The aims of the project are:
(1) To explore the notion of the digital embodiment through a series of research paradigms that address the material, physical and virtual tensions that emerge from the creation and experience of the virtual body and the digital self;
(2) To experiment with inter and cross disciplinary methods in order to review concepts of gender and identity and its construction;
(3) To investigate how creative collaborative practices and methodological processes develop through
technological platforms such as virtual worlds and to consider how they can be applied to other fields
of research and practice.
Research Questions
(1) What do contemporary paradigms in feminism, gender and science studies bring to our understanding of the avatar as a digital form of the self? What novel insights can biomedical concepts bring when considering the avatar form?
(2) How can emerging forms of collaborative art practice in virtual worlds inform the construction of the self? How can they be applied to or inform other fields of research?
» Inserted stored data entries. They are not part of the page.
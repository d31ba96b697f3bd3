use crate::core::error::SpecificationError;
use crate::core::registry::FeatureRegistry;
use crate::core::spec::{FeatureSpec, StepEntry};

/// Represents an issue found while checking a specification against a registry.
#[derive(Debug)]
pub enum ValidationIssue {
    /// A hard error: the specification cannot be built.
    Error(SpecificationError),
    /// A warning: the specification builds, but not everything in it will run.
    Warning(String),
}

/// The result of a validation pass.
#[derive(Debug, Default)]
pub struct ValidationResult {
    pub issues: Vec<ValidationIssue>,
}

impl ValidationResult {
    pub fn new() -> Self {
        Self::default()
    }

    pub fn add_error(&mut self, error: SpecificationError) {
        self.issues.push(ValidationIssue::Error(error));
    }

    pub fn add_warning(&mut self, msg: impl Into<String>) {
        self.issues.push(ValidationIssue::Warning(msg.into()));
    }

    pub fn is_safe(&self) -> bool {
        !self.issues.iter().any(|i| matches!(i, ValidationIssue::Error(_)))
    }

    pub fn has_warnings(&self) -> bool {
        self.issues.iter().any(|i| matches!(i, ValidationIssue::Warning(_)))
    }

    pub fn warnings(&self) -> impl Iterator<Item = &str> {
        self.issues.iter().filter_map(|issue| match issue {
            ValidationIssue::Warning(msg) => Some(msg.as_str()),
            ValidationIssue::Error(_) => None,
        })
    }

    /// Consumes the result, keeping only the first error.
    pub fn into_result(self) -> Result<(), SpecificationError> {
        self.issues
            .into_iter()
            .find_map(|issue| match issue {
                ValidationIssue::Error(err) => Some(err),
                ValidationIssue::Warning(_) => None,
            })
            .map_or(Ok(()), Err)
    }

    pub fn log_summary(&self) {
        if self.is_safe() && !self.has_warnings() {
            log::debug!("specification validation passed");
            return;
        }

        for issue in &self.issues {
            match issue {
                ValidationIssue::Error(err) => log::error!("specification error: {}", err),
                ValidationIssue::Warning(msg) => log::warn!("specification warning: {}", msg),
            }
        }
    }
}

/// Checks every step of `spec` against `registry` without instantiating anything.
///
/// Unknown feature names, unbindable arguments and an empty specification
/// are errors. Empty stages, empty groups and entries that follow a
/// response-needing step at the top of a stage (they can never run) are
/// warnings. A response-needing step inside a group cuts nothing off.
pub fn validate(spec: &FeatureSpec, registry: &FeatureRegistry) -> ValidationResult {
    let mut result = ValidationResult::new();
    if spec.is_empty() {
        result.add_error(SpecificationError::Empty);
        return result;
    }

    for (stage, entries) in spec.stages.iter().enumerate() {
        if entries.is_empty() {
            result.add_warning(format!("stage {} has no steps", stage));
            continue;
        }
        let mut walk = StageWalk {
            registry,
            stage,
            step: 0,
            gate: None,
        };
        walk.entries(entries, true, &mut result);
    }
    result
}

/// One stage, walked depth-first; `step` counts steps across groups.
struct StageWalk<'s, 'r> {
    registry: &'r FeatureRegistry,
    stage: usize,
    step: usize,
    gate: Option<&'s str>,
}

impl<'s> StageWalk<'s, '_> {
    fn entries(&mut self, entries: &'s [StepEntry], top_level: bool, result: &mut ValidationResult) {
        for entry in entries {
            let descriptor = match entry {
                StepEntry::Group(group) => {
                    if group.is_empty() {
                        result.add_warning(format!("stage {} contains an empty group", self.stage));
                    }
                    self.entries(group, false, result);
                    continue;
                }
                StepEntry::Step(descriptor) => descriptor,
            };
            let step = self.step;
            self.step += 1;

            if let Some(gate) = self.gate {
                result.add_warning(format!(
                    "step {} '{}' of stage {} follows response-needing step '{}' and is unreachable",
                    step, descriptor.name, self.stage, gate
                ));
                continue;
            }
            let Some(feature) = self.registry.get(&descriptor.name) else {
                result.add_error(SpecificationError::UnknownFeature {
                    name: descriptor.name.clone(),
                    stage: self.stage,
                    step,
                });
                continue;
            };
            if let Err(err) = feature.bind(&descriptor.args) {
                result.add_error(err);
            }
            if top_level
                && feature
                    .options_for(descriptor.node_overrides.as_ref())
                    .needs_response
            {
                self.gate = Some(descriptor.name.as_str());
            }
        }
    }
}
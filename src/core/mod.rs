//! The feature execution engine.
//!
//! Leaves first:
//! - [`node`]: feature nodes and their lifecycle state machine
//! - [`tree`]: the arena both trees live in
//! - [`container`]: the signal and data execution containers
//! - [`registry`], [`spec`], [`validation`], [`builder`]: from a specification to two trees
//! - [`controller`] and [`runner`]: owners of a run

pub mod builder;
pub mod config;
pub mod container;
pub mod controller;
pub mod error;
pub mod frames;
pub mod node;
pub mod registry;
pub mod runner;
pub mod spec;
pub mod telemetry;
pub mod tree;
pub mod validation;

/// The Alias for serde_json::Value, used for every callback result and argument
pub type NodeValue = serde_json::Value;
(3) At what point can digital creations be considered to have a life of their own?
Researchers
This proposed collaboration with the Centre for Art and Design Research and Experimentation (UK) will see visiting Professor, Dr Denise Doyle and associate Professor and artist Lynne Heller working together and alongside an international team from the UK, Portugal, Norway, and Canada from the diverse fields of Digital Arts, Gender Studies, Contemporary Arts Practice, Bio-Medicine, Digital Fabrication, Science Studies, and Virtual Worlds.